[Saved data entries]
------------------------------------------------------------------------
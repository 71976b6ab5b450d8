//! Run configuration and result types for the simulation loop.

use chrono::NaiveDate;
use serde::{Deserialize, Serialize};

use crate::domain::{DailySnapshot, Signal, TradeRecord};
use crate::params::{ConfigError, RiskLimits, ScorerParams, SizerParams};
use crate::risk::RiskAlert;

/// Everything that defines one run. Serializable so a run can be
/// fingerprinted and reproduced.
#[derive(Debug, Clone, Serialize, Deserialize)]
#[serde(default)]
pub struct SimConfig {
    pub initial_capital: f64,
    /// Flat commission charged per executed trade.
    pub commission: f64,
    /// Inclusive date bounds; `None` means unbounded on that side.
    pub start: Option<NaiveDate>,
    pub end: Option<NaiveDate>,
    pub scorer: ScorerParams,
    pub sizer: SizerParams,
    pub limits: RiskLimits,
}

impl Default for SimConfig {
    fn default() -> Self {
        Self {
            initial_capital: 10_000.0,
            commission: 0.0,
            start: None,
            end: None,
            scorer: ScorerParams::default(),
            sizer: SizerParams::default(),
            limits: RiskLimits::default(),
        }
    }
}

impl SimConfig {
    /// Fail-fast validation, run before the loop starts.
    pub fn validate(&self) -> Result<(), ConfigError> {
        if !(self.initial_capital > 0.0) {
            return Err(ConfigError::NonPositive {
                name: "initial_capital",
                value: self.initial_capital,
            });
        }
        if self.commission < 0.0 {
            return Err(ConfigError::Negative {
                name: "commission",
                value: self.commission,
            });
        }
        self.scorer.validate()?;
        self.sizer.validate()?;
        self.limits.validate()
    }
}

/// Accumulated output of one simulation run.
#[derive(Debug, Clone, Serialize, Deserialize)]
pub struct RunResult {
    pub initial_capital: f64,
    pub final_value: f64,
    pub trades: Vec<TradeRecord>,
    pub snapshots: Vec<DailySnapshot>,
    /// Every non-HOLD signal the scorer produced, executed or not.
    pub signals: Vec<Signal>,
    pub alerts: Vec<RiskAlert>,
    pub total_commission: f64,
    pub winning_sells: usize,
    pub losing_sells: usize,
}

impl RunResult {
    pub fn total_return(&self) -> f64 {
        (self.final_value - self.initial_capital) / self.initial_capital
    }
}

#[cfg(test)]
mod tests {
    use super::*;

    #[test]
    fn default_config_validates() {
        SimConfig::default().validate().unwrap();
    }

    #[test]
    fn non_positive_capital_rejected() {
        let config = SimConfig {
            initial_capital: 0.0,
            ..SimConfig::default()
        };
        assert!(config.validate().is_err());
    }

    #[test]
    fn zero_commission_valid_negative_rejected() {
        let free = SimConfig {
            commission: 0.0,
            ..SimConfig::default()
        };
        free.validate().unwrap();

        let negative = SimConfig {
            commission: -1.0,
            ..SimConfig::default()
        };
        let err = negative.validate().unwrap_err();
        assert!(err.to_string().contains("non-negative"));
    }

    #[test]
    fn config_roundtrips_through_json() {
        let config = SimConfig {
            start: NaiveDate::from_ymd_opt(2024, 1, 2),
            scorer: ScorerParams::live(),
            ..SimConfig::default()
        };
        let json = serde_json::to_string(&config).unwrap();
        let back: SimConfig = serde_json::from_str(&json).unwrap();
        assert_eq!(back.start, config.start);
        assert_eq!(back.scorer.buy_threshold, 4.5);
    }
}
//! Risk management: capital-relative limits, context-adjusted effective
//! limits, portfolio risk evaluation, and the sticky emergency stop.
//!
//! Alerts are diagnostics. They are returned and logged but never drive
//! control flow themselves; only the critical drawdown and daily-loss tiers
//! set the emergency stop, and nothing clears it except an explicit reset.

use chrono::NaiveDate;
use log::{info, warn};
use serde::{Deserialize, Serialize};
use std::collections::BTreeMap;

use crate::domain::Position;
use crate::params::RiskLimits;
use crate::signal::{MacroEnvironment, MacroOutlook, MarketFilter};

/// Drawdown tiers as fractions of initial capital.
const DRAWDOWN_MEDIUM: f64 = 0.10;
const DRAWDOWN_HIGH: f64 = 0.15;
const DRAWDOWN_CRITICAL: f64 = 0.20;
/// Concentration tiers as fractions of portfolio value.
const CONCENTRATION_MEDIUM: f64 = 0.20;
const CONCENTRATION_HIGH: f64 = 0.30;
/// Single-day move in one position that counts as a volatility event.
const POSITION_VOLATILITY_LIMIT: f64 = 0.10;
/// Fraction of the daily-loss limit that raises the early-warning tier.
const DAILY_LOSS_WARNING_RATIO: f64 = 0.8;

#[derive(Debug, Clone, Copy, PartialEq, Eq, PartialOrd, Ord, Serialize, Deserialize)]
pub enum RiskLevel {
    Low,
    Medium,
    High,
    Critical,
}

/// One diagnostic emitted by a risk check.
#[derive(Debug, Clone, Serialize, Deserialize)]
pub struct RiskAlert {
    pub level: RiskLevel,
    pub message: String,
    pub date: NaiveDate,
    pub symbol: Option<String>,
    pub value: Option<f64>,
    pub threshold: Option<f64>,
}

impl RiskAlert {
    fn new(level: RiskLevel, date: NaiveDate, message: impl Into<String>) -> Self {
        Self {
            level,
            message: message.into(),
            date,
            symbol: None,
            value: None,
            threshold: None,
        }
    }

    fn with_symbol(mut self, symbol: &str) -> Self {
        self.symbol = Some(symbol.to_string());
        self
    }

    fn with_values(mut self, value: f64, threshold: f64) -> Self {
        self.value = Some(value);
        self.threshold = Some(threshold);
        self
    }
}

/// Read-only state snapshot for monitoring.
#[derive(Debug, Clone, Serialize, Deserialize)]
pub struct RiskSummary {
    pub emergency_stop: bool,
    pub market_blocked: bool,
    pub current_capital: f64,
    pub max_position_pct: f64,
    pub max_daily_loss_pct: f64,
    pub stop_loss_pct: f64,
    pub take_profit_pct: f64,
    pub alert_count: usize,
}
------------------------------------------------------------------------
**EXERCISE PROMPT:**
All lines above should be output verbatim.

**RESPONSE:**
repository 71976b6ab5b450d8
//! Run configuration and result types for the simulation loop.

use chrono::NaiveDate;
use serde::{Deserialize, Serialize};

use crate::domain::{DailySnapshot, Signal, TradeRecord};
use crate::params::{ConfigError, RiskLimits, ScorerParams, SizerParams};
use crate::risk::RiskAlert;

/// Everything that defines one run. Serializable so a run can be
/// fingerprinted and reproduced.
#[derive(Debug, Clone, Serialize, Deserialize)]
#[serde(default)]
pub struct SimConfig {
    pub initial_capital: f64,
    /// Flat commission charged per executed trade.
    pub commission: f64,
    /// Inclusive date bounds; `None` means unbounded on that side.
    pub start: Option<NaiveDate>,
    pub end: Option<NaiveDate>,
    pub scorer: ScorerParams,
    pub sizer: SizerParams,
    pub limits: RiskLimits,
}

impl Default for SimConfig {
    fn default() -> Self {
        Self {
            initial_capital: 10_000.0,
            commission: 0.0,
            start: None,
            end: None,
            scorer: ScorerParams::default(),
            sizer: SizerParams::default(),
            limits: RiskLimits::default(),
        }
    }
}

impl SimConfig {
    /// Fail-fast validation, run before the loop starts.
    pub fn validate(&self) -> Result<(), ConfigError> {
        if !(self.initial_capital > 0.0) {
            return Err(ConfigError::NonPositive {
                name: "initial_capital",
                value: self.initial_capital,
            });
        }
        if self.commission < 0.0 {
            return Err(ConfigError::Negative {
                name: "commission",
                value: self.commission,
            });
        }
        self.scorer.validate()?;
        self.sizer.validate()?;
        self.limits.validate()
    }
}

/// Accumulated output of one simulation run.
#[derive(Debug, Clone, Serialize, Deserialize)]
pub struct RunResult {
    pub initial_capital: f64,
    pub final_value: f64,
    pub trades: Vec<TradeRecord>,
    pub snapshots: Vec<DailySnapshot>,
    /// Every non-HOLD signal the scorer produced, executed or not.
    pub signals: Vec<Signal>,
    pub alerts: Vec<RiskAlert>,
    pub total_commission: f64,
    pub winning_sells: usize,
    pub losing_sells: usize,
}

impl RunResult {
    pub fn total_return(&self) -> f64 {
        (self.final_value - self.initial_capital) / self.initial_capital
    }
}

#[cfg(test)]
mod tests {
    use super::*;

    #[test]
    fn default_config_validates() {
        SimConfig::default().validate().unwrap();
    }

    #[test]
    fn non_positive_capital_rejected() {
        let config = SimConfig {
            initial_capital: 0.0,
            ..SimConfig::default()
        };
        assert!(config.validate().is_err());
    }

    #[test]
    fn zero_commission_valid_negative_rejected() {
        let free = SimConfig {
            commission: 0.0,
            ..SimConfig::default()
        };
        free.validate().unwrap();

        let negative = SimConfig {
            commission: -1.0,
            ..SimConfig::default()
        };
        let err = negative.validate().unwrap_err();
        assert!(err.to_string().contains("non-negative"));
    }

    #[test]
    fn config_roundtrips_through_json() {
        let config = SimConfig {
            start: NaiveDate::from_ymd_opt(2024, 1, 2),
            scorer: ScorerParams::live(),
            ..SimConfig::default()
        };
        let json = serde_json::to_string(&config).unwrap();
        let back: SimConfig = serde_json::from_str(&json).unwrap();
        assert_eq!(back.start, config.start);
        assert_eq!(back.scorer.buy_threshold, 4.5);
    }
}
//! Risk management: capital-relative limits, context-adjusted effective
//! limits, portfolio risk evaluation, and the sticky emergency stop.
//!
//! Alerts are diagnostics. They are returned and logged but never drive
//! control flow themselves; only the critical drawdown and daily-loss tiers
//! set the emergency stop, and nothing clears it except an explicit reset.

use chrono::NaiveDate;
use log::{info, warn};
use serde::{Deserialize, Serialize};
use std::collections::BTreeMap;

use crate::domain::Position;
use crate::params::RiskLimits;
use crate::signal::{MacroEnvironment, MacroOutlook, MarketFilter};

/// Drawdown tiers as fractions of initial capital.
const DRAWDOWN_MEDIUM: f64 = 0.10;
const DRAWDOWN_HIGH: f64 = 0.15;
const DRAWDOWN_CRITICAL: f64 = 0.20;
/// Concentration tiers as fractions of portfolio value.
const CONCENTRATION_MEDIUM: f64 = 0.20;
const CONCENTRATION_HIGH: f64 = 0.30;
/// Single-day move in one position that counts as a volatility event.
const POSITION_VOLATILITY_LIMIT: f64 = 0.10;
/// Fraction of the daily-loss limit that raises the early-warning tier.
const DAILY_LOSS_WARNING_RATIO: f64 = 0.8;

#[derive(Debug, Clone, Copy, PartialEq, Eq, PartialOrd, Ord, Serialize, Deserialize)]
pub enum RiskLevel {
    Low,
    Medium,
    High,
    Critical,
}

/// One diagnostic emitted by a risk check.
#[derive(Debug, Clone, Serialize, Deserialize)]
pub struct RiskAlert {
    pub level: RiskLevel,
    pub message: String,
    pub date: NaiveDate,
    pub symbol: Option<String>,
    pub value: Option<f64>,
    pub threshold: Option<f64>,
}

impl RiskAlert {
    fn new(level: RiskLevel, date: NaiveDate, message: impl Into<String>) -> Self {
        Self {
            level,
            message: message.into(),
            date,
            symbol: None,
            value: None,
            threshold: None,
        }
    }

    fn with_symbol(mut self, symbol: &str) -> Self {
        self.symbol = Some(symbol.to_string());
        self
    }

    fn with_values(mut self, value: f64, threshold: f64) -> Self {
        self.value = Some(value);
        self.threshold = Some(threshold);
        self
    }
}

/// Read-only state snapshot for monitoring.
#[derive(Debug, Clone, Serialize, Deserialize)]
pub struct RiskSummary {
    pub emergency_stop: bool,
    pub market_blocked: bool,
    pub current_capital: f64,
    pub max_position_pct: f64,
    pub max_daily_loss_pct: f64,
    pub stop_loss_pct: f64,
    pub take_profit_pct: f64,
    pub alert_count: usize,
}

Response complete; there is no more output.